Prompt: The answer is a stretch of the material below, returned exactly: the line containing "the embedded claims.", the line containing "decode::<SessionClaims>(token, &self.key, &self.validation)?;", and all lines between.
=== Listed entries ===
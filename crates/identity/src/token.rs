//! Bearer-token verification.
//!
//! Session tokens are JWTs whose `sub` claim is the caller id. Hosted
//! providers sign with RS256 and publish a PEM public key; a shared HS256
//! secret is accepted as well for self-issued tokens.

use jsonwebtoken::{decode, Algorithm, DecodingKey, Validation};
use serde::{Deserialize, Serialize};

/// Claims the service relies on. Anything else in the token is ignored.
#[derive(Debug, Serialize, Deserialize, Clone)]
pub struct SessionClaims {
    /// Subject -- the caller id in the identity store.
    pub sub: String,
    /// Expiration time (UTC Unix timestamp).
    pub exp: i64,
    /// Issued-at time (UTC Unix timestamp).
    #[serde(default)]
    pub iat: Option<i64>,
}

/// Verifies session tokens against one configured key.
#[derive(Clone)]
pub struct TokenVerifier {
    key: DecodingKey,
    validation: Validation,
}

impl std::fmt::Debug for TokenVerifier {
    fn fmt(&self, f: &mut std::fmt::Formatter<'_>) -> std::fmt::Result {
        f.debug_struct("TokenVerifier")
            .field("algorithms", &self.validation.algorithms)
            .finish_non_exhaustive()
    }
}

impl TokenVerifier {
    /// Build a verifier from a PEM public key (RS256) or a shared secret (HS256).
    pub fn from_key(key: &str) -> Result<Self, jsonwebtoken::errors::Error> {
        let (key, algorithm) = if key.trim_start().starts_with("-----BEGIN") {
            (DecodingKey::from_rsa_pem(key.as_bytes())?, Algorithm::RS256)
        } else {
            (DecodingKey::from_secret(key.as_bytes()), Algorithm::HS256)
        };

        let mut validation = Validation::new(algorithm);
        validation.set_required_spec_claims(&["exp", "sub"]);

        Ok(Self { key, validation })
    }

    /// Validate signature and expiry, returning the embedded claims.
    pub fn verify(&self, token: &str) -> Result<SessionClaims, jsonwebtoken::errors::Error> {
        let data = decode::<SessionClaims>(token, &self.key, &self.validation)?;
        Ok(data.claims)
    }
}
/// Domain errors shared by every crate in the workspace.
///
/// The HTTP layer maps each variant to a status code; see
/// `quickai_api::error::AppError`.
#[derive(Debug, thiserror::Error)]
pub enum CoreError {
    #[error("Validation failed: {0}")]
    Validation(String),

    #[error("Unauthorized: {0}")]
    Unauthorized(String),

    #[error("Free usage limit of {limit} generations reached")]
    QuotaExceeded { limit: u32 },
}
===
Exercise answer:
    /// Validate signature and expiry, returning the embedded claims.
    pub fn verify(&self, token: &str) -> Result<SessionClaims, jsonwebtoken::errors::Error> {
        let data = decode::<SessionClaims>(token, &self.key, &self.validation)?;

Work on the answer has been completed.